Data provided:
----

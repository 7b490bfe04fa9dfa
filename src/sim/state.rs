//! Game state and core simulation types
//!
//! Everything one session needs lives in [`GameState`]; there are no globals.

use glam::Vec2;
use rand::SeedableRng;
use rand_pcg::Pcg32;
use serde::{Deserialize, Serialize};

use super::autoplay::Autopilot;
use super::obstacles::ObstacleField;
use crate::consts::ANIM_FRAME_COUNT;
use crate::tuning::Tuning;

/// Current phase of the session
#[derive(Debug, Clone, Copy, PartialEq, Eq, Serialize, Deserialize)]
pub enum GamePhase {
    /// Title menu, nothing simulated yet
    Idle,
    /// Active gameplay
    Running,
    /// Run ended; the last frame stays on screen
    GameOver,
}

/// The bird
#[derive(Debug, Clone, PartialEq, Serialize, Deserialize)]
pub struct Actor {
    /// Top-left corner. `x` never changes during a run.
    pub pos: Vec2,
    /// Bounding box width/height
    pub size: Vec2,
    /// Vertical velocity (positive is down)
    pub vel: f32,
}

impl Actor {
    /// Fresh bird at the start position, at rest
    pub fn spawn(tuning: &Tuning) -> Self {
        Self {
            pos: Vec2::new(tuning.actor_x, tuning.actor_start_y),
            size: Vec2::new(tuning.actor_width, tuning.actor_height),
            vel: 0.0,
        }
    }

    #[inline]
    pub fn top(&self) -> f32 {
        self.pos.y
    }

    #[inline]
    pub fn bottom(&self) -> f32 {
        self.pos.y + self.size.y
    }

    #[inline]
    pub fn left(&self) -> f32 {
        self.pos.x
    }

    #[inline]
    pub fn right(&self) -> f32 {
        self.pos.x + self.size.x
    }
}

/// A pipe pair: solid above `gap_top`, solid below `gap_top + gap_size`
#[derive(Debug, Clone, Copy, PartialEq, Serialize, Deserialize)]
pub struct Obstacle {
    /// Left edge
    pub x: f32,
    /// Top edge of the gap
    pub gap_top: f32,
}

impl Obstacle {
    #[inline]
    pub fn right_edge(&self, width: f32) -> f32 {
        self.x + width
    }

    #[inline]
    pub fn gap_bottom(&self, gap_size: f32) -> f32 {
        self.gap_top + gap_size
    }
}

/// Complete session state
#[derive(Debug, Clone)]
pub struct GameState {
    /// Seed the RNG was created from
    pub seed: u64,
    /// Constants in effect
    pub tuning: Tuning,
    /// Gap placement RNG
    pub rng: Pcg32,
    /// Simulation tick counter (reset on start)
    pub time_ticks: u64,
    /// Obstacles passed this run
    pub score: u64,
    /// Current phase
    pub phase: GamePhase,
    /// The bird
    pub actor: Actor,
    /// Obstacles in creation order
    pub field: ObstacleField,
    /// Autoplay toggle and cooldown clock
    pub autopilot: Autopilot,
}

impl GameState {
    /// Create an idle session with the given seed
    pub fn new(seed: u64, tuning: Tuning) -> Self {
        Self {
            seed,
            rng: Pcg32::seed_from_u64(seed),
            time_ticks: 0,
            score: 0,
            phase: GamePhase::Idle,
            actor: Actor::spawn(&tuning),
            field: ObstacleField::new(),
            autopilot: Autopilot::default(),
            tuning,
        }
    }

    /// Put tick, score, bird and obstacles back to their initial values
    pub(crate) fn reset_run(&mut self) {
        self.time_ticks = 0;
        self.score = 0;
        self.actor = Actor::spawn(&self.tuning);
        self.field.clear();
    }

    /// Wing animation frame index. The period is tunable; the frame count is
    /// the number of bird sprites and stays a constant.
    pub fn anim_frame(&self) -> usize {
        ((self.time_ticks / self.tuning.anim_ticks_per_frame) % ANIM_FRAME_COUNT) as usize
    }

    /// Copy of everything observable about the run
    pub fn snapshot(&self) -> Snapshot {
        Snapshot {
            time_ticks: self.time_ticks,
            score: self.score,
            phase: self.phase,
            actor: self.actor.clone(),
            obstacles: self.field.iter().copied().collect(),
        }
    }
}

/// Observable run state, comparable and serializable
#[derive(Debug, Clone, PartialEq, Serialize, Deserialize)]
pub struct Snapshot {
    pub time_ticks: u64,
    pub score: u64,
    pub phase: GamePhase,
    pub actor: Actor,
    pub obstacles: Vec<Obstacle>,
}
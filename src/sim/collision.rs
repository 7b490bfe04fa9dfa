//! Collision detection
//!
//! A single pure predicate: does the current state end the run?
//! Boxes are axis-aligned; the gap is the only safe band inside an obstacle.

use super::obstacles::ObstacleField;
use super::state::{Actor, Obstacle};
use crate::tuning::Tuning;

/// Bird touches the top of the screen or the ground line
#[inline]
pub fn hits_bounds(actor: &Actor, ground_line: f32) -> bool {
    actor.top() <= 0.0 || actor.bottom() >= ground_line
}

/// Bird overlaps the obstacle's columns and is not fully inside its gap
pub fn hits_obstacle(actor: &Actor, obstacle: &Obstacle, tuning: &Tuning) -> bool {
    let overlaps_x =
        actor.right() > obstacle.x && actor.left() < obstacle.right_edge(tuning.obstacle_width);
    overlaps_x
        && (actor.top() < obstacle.gap_top || actor.bottom() > obstacle.gap_bottom(tuning.gap_size))
}

/// Terminal condition for the current tick
pub fn collides(actor: &Actor, field: &ObstacleField, tuning: &Tuning) -> bool {
    hits_bounds(actor, tuning.ground_line()) || field.iter().any(|o| hits_obstacle(actor, o, tuning))
}
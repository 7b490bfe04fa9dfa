//! Rendering hand-off
//!
//! The simulation never draws. Each frame the driver builds a [`FrameView`]
//! from the state and gives it to a [`RenderSurface`].

#[cfg(target_arch = "wasm32")]
pub mod canvas;
pub mod trace;

#[cfg(target_arch = "wasm32")]
pub use canvas::CanvasSurface;
pub use trace::TraceSurface;

use crate::sim::{Actor, GamePhase, GameState, ObstacleField};
use crate::tuning::Tuning;

/// Everything a surface needs to draw one frame
#[derive(Debug, Clone, Copy)]
pub struct FrameView<'a> {
    pub actor: &'a Actor,
    /// Wing animation frame (0..3)
    pub anim_frame: usize,
    pub obstacles: &'a ObstacleField,
    pub score: u64,
    pub phase: GamePhase,
    pub tuning: &'a Tuning,
}

impl<'a> FrameView<'a> {
    pub fn from_state(state: &'a GameState) -> Self {
        Self {
            actor: &state.actor,
            anim_frame: state.anim_frame(),
            obstacles: &state.field,
            score: state.score,
            phase: state.phase,
            tuning: &state.tuning,
        }
    }
}

/// Something that can show a frame
pub trait RenderSurface {
    fn present(&mut self, frame: &FrameView<'_>);
}
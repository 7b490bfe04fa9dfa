//! Deterministic simulation module
//!
//! All gameplay logic lives here. This module must be pure and deterministic:
//! - One fixed step per display refresh
//! - Seeded RNG only
//! - Obstacles kept in creation order, never re-sorted
//! - No rendering or platform dependencies
//!
//! Wall-clock time enters only through [`TickInput::now_ms`] and only the
//! autoplay cooldown reads it.

pub mod autoplay;
pub mod collision;
pub mod obstacles;
pub mod physics;
pub mod session;
pub mod state;
pub mod tick;

pub use autoplay::{Autopilot, should_flap};
pub use collision::{collides, hits_bounds, hits_obstacle};
pub use obstacles::{FieldStep, ObstacleField, scroll_speed};
pub use state::{Actor, GamePhase, GameState, Obstacle, Snapshot};
pub use tick::{TickInput, TickReport, tick};
// Topic discovery: embedding reviews, clustering each day, and consolidating
// the per-day clusters into stable run-wide topics.

pub mod cluster;
pub mod consolidate;
pub mod download;
pub mod embeddings;
pub mod hashing;
pub mod keywords;
pub mod models;
pub mod traits;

----

What is needed:
The lines to extract from the data above begin with the line containing "All gameplay logic" and end with the line containing "pub mod physics;". Extract them exactly, including both.

Result for this exercise:
//! All gameplay logic lives here. This module must be pure and deterministic:
//! - One fixed step per display refresh
//! - Seeded RNG only
//! - Obstacles kept in creation order, never re-sorted
//! - No rendering or platform dependencies
//!
//! Wall-clock time enters only through [`TickInput::now_ms`] and only the
//! autoplay cooldown reads it.

pub mod autoplay;
pub mod collision;
pub mod obstacles;
pub mod physics;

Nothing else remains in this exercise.